2005 – Advancements continue as Dr Taylor rinses rat hearts with detergent until the cells washed away and all that remained was a skeleton of tissue translucent as wax paper. She then injected the scaffold with fresh heart (stem) cells from newborn rats. Four days later, “We could see these little areas that were beginning to beat. By eight days, we could see the whole heart beating.” The experiment, reported in the journal Nature Medicine, marked the first time scientists had created a functioning heart in the lab from biological tissue.

2007 – In November 2007, James Eilert was treated via catheter using his own adult stem cells. In his own words:
In Jan 2006, when I was 34 years old I had a “widowmaker,”100 % blockage of the left ascending coronary artery. My ejection fraction (EF)was between 20 and 25 percent (55 is normal) and I was told that I had about 5 years left.
1 1/2 weeks after (treatment) I had an echo done and the completely dead apex was beating again – verrrrry weakly but it was moving.

6 months later- my sidewalls are now beating normally, my septum went from 100% damage to 30% damage. My Dr. says my heart is 50 percent more elastic than the year before adult stem cell therapy.

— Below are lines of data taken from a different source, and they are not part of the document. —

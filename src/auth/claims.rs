use serde::{Deserialize, Serialize};

/// What a token asserts about its bearer.
#[derive(Debug, Clone, PartialEq, Eq, Serialize, Deserialize)]
pub struct TokenPayload {
    pub username: String,
    pub sub: i64,
}

/// JWT payload used for access tokens.
#[derive(Debug, Clone, Serialize, Deserialize)]
pub struct Claims {
    pub username: String, // account username
    pub sub: i64,         // user ID
    pub iat: usize,       // issued at (unix timestamp)
    pub exp: usize,       // expires at (unix timestamp)
    pub iss: String,      // issuer
    pub aud: String,      // audience
}
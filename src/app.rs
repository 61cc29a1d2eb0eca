use std::net::SocketAddr;

use axum::{routing::get, Router};
use tower_http::{cors::CorsLayer, trace::TraceLayer};

use crate::config::AppConfig;
use crate::state::AppState;
use crate::{auth, users};

pub fn build_app(state: AppState) -> Router {
    Router::new()
        .merge(auth::router())
        .merge(users::router())
        .route("/health", get(|| async { "ok" }))
        .with_state(state)
        .layer(CorsLayer::permissive())
        .layer(
            TraceLayer::new_for_http()
                .make_span_with(|req: &axum::http::Request<_>| {
                    let method = req.method().clone();
                    let uri = req.uri().clone();
                    tracing::info_span!(
                        "http_request",
                        %method,
                        uri = %uri,
                        status = tracing::field::Empty
                    )
                })
                .on_response(
                    |res: &axum::http::Response<_>,
                     _latency: std::time::Duration,
                     span: &tracing::Span| {
                        let status = res.status();
                        span.record("status", tracing::field::display(status));
                        if status.is_server_error() {
                            tracing::error!(%status, "response");
                        } else {
                            tracing::info!(%status, "response");
                        }
                    },
                ),
        )
}

pub async fn serve(app: Router, config: &AppConfig) -> anyhow::Result<()> {
    let addr: SocketAddr = format!("{}:{}", config.host, config.port).parse()?;

    tracing::info!("listening on {}", addr);
    let listener = tokio::net::TcpListener::bind(addr).await?;
    axum::serve(listener, app).await?;
    Ok(())
}
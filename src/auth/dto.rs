use serde::{Deserialize, Serialize};

use crate::error::{ServiceError, ServiceResult};

/// Request body for login.
#[derive(Debug, Deserialize)]
pub struct LoginRequest {
    pub username: String,
    pub password: String,
}

impl LoginRequest {
    pub fn validate(&self) -> ServiceResult<()> {
        if self.username.trim().is_empty() {
            return Err(ServiceError::Validation("username is required".into()));
        }
        if self.password.is_empty() {
            return Err(ServiceError::Validation("password is required".into()));
        }
        Ok(())
    }
}

/// Response returned after a successful login.
#[derive(Debug, Serialize, PartialEq, Eq)]
pub struct LoginResponse {
    pub access_token: String,
}
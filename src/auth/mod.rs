use crate::state::AppState;
use axum::Router;

pub mod claims;
pub mod dto;
pub mod handlers;
pub mod jwt;
pub mod password;
pub mod services;

pub fn router() -> Router<AppState> {
    handlers::auth_routes()
}
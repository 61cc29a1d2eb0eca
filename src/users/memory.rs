use std::collections::BTreeMap;
use std::sync::{Arc, Mutex, MutexGuard};

use async_trait::async_trait;
use time::OffsetDateTime;

use crate::users::repo::{StoreResult, UserStore};
use crate::users::repo_types::{NewUser, User};

#[derive(Debug, Default)]
struct Rows {
    next_id: i64,
    by_id: BTreeMap<i64, User>,
}

/// In-memory UserStore for tests and local runs.
///
/// Has no unique index: two rows may share a username or email if the caller
/// lets them through.
#[derive(Clone, Debug, Default)]
pub struct InMemoryUserStore {
    rows: Arc<Mutex<Rows>>,
}

impl InMemoryUserStore {
    pub fn new() -> Self {
        Self::default()
    }

    fn rows(&self) -> StoreResult<MutexGuard<'_, Rows>> {
        self.rows
            .lock()
            .map_err(|_| anyhow::anyhow!("user store lock poisoned").into())
    }
}

#[async_trait]
impl UserStore for InMemoryUserStore {
    async fn insert(&self, user: NewUser) -> StoreResult<User> {
        let mut rows = self.rows()?;
        rows.next_id += 1;
        let now = OffsetDateTime::now_utc();
        let stored = User {
            id: rows.next_id,
            name: user.name,
            username: user.username,
            email: user.email,
            password_hash: user.password_hash,
            created_at: now,
            updated_at: now,
        };
        rows.by_id.insert(stored.id, stored.clone());
        Ok(stored)
    }

    async fn find_by_id(&self, id: i64) -> StoreResult<Option<User>> {
        Ok(self.rows()?.by_id.get(&id).cloned())
    }

    async fn find_by_username(&self, username: &str) -> StoreResult<Option<User>> {
        Ok(self
            .rows()?
            .by_id
            .values()
            .find(|u| u.username == username)
            .cloned())
    }

    async fn find_by_email(&self, email: &str) -> StoreResult<Option<User>> {
        Ok(self
            .rows()?
            .by_id
            .values()
            .find(|u| u.email == email)
            .cloned())
    }

    async fn find_all(&self) -> StoreResult<Vec<User>> {
        Ok(self.rows()?.by_id.values().cloned().collect())
    }

    async fn save(&self, mut user: User) -> StoreResult<User> {
        let mut rows = self.rows()?;
        user.updated_at = OffsetDateTime::now_utc();
        rows.next_id = rows.next_id.max(user.id);
        rows.by_id.insert(user.id, user.clone());
        Ok(user)
    }

    async fn delete(&self, user: &User) -> StoreResult<()> {
        self.rows()?.by_id.remove(&user.id);
        Ok(())
    }
}

#[cfg(test)]
mod tests {
    use super::*;

    fn new_user(username: &str, email: &str) -> NewUser {
        NewUser {
            name: "Test User".into(),
            username: username.into(),
            email: email.into(),
            password_hash: "hash".into(),
        }
    }

    #[tokio::test]
    async fn insert_assigns_sequential_ids_and_timestamps() {
        let store = InMemoryUserStore::new();
        let a = store.insert(new_user("a", "a@x.io")).await.unwrap();
        let b = store.insert(new_user("b", "b@x.io")).await.unwrap();
        assert_eq!(a.id, 1);
        assert_eq!(b.id, 2);
        assert_eq!(a.created_at, a.updated_at);
    }

    #[tokio::test]
    async fn lookups_by_each_key() {
        let store = InMemoryUserStore::new();
        let a = store.insert(new_user("a", "a@x.io")).await.unwrap();

        assert_eq!(store.find_by_id(a.id).await.unwrap(), Some(a.clone()));
        assert_eq!(store.find_by_username("a").await.unwrap(), Some(a.clone()));
        assert_eq!(store.find_by_email("a@x.io").await.unwrap(), Some(a));
        assert!(store.find_by_id(99).await.unwrap().is_none());
        assert!(store.find_by_username("zz").await.unwrap().is_none());
    }

    #[tokio::test]
    async fn save_replaces_row_and_delete_removes_it() {
        let store = InMemoryUserStore::new();
        let mut a = store.insert(new_user("a", "a@x.io")).await.unwrap();
        a.name = "Renamed".into();
        let saved = store.save(a.clone()).await.unwrap();
        assert_eq!(saved.name, "Renamed");
        assert_eq!(store.find_all().await.unwrap().len(), 1);

        store.delete(&saved).await.unwrap();
        assert!(store.find_all().await.unwrap().is_empty());
    }

    #[tokio::test]
    async fn does_not_enforce_uniqueness() {
        let store = InMemoryUserStore::new();
        store.insert(new_user("dup", "one@x.io")).await.unwrap();
        store.insert(new_user("dup", "two@x.io")).await.unwrap();
        assert_eq!(store.find_all().await.unwrap().len(), 2);
    }
}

After 6 months – My total dead heart tissue is down to about 10 percent – and my EF is up to 50 percent!
James’ heart and health continues to improve and he pushes himself and his limits today, running regularly and biking 20 miles when he isn't working 7 days a week.

Summation:
James went from Class III congestive heart failure to Class I with an ejection fraction (EF) increase from ~20-25% to his current EF of 50%. His doctors have lifted all restrictions and limitations on his physical activities. Videos of his tests and results can be found on his facebook page.
James is only one of many adult stem cell treatment success stories.

2009 – Present day. There are currently dozens of stem cell treatment centers around the world (on at least 4 continents) who are using adult stem cells to treat cardiac disease in human patients and regrow both cardiac and skeletal muscle tissue and more. The Repair Stem Cell Institute tracks all of these treatment centers and ranks their quality and protocol effectiveness http://repairstemcells.org

To see undeniable scientific proof on the safety and efficacy of stem cells in treating heart disease: http://repairstemcells.org/Resources/Downloads.aspx

There are also over 400,000 scholarly papers on the use of adult stem cells to treat heart disease, many studies and a number of clinical trials.